- _Work task_
From the entries below, copy out every line with "visited" in it.
━━━ Input material ━━━
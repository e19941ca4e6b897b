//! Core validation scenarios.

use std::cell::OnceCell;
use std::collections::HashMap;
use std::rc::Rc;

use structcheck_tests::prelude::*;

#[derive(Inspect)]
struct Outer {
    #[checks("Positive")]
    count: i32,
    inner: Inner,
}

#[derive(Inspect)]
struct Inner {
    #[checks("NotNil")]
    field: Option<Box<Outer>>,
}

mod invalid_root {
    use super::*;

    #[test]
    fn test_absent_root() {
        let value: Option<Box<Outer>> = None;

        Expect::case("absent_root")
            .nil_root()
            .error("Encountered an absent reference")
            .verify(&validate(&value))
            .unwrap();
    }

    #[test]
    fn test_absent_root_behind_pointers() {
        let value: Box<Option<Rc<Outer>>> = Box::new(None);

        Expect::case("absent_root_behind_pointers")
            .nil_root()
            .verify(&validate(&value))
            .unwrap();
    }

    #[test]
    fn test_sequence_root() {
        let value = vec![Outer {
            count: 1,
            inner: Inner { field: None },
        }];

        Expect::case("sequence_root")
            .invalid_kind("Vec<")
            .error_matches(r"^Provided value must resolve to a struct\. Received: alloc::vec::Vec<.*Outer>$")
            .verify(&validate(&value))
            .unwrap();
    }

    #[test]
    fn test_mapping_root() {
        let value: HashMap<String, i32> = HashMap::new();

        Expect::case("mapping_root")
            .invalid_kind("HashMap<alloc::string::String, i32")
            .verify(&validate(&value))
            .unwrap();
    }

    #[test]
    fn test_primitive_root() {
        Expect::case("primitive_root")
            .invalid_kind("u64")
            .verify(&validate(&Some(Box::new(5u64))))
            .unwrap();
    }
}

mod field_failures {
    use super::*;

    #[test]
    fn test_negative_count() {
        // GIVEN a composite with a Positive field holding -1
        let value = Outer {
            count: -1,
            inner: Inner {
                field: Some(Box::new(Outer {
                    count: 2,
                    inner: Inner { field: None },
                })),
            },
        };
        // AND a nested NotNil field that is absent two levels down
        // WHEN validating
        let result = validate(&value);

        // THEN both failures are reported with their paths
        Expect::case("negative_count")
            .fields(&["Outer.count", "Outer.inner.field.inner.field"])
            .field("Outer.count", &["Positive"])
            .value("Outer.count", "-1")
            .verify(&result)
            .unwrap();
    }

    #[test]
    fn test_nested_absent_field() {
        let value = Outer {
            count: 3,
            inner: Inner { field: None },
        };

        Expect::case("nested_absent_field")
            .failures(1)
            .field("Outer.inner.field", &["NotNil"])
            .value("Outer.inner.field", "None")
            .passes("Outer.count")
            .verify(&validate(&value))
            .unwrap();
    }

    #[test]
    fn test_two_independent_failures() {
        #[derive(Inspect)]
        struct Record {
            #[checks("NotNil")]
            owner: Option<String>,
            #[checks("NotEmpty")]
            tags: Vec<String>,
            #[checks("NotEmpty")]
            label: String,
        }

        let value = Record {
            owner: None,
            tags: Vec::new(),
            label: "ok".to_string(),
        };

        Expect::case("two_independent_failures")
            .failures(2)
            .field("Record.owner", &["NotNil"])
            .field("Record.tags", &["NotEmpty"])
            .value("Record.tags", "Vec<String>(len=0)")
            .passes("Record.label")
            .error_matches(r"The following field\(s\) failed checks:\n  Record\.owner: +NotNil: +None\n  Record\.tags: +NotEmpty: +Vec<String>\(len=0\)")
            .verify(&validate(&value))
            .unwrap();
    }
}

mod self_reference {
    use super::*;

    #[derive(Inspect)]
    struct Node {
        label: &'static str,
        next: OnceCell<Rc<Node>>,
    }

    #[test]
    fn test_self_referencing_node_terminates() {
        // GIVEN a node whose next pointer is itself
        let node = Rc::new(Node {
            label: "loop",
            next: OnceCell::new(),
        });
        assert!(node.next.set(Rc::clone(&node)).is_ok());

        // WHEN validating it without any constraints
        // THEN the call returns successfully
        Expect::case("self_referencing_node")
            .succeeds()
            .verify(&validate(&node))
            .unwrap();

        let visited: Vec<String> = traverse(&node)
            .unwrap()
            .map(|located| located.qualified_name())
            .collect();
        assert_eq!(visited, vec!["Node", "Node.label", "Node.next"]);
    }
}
━━━
- _Solution to this exercise_
        let visited: Vec<String> = traverse(&node)
        assert_eq!(visited, vec!["Node", "Node.label", "Node.next"]);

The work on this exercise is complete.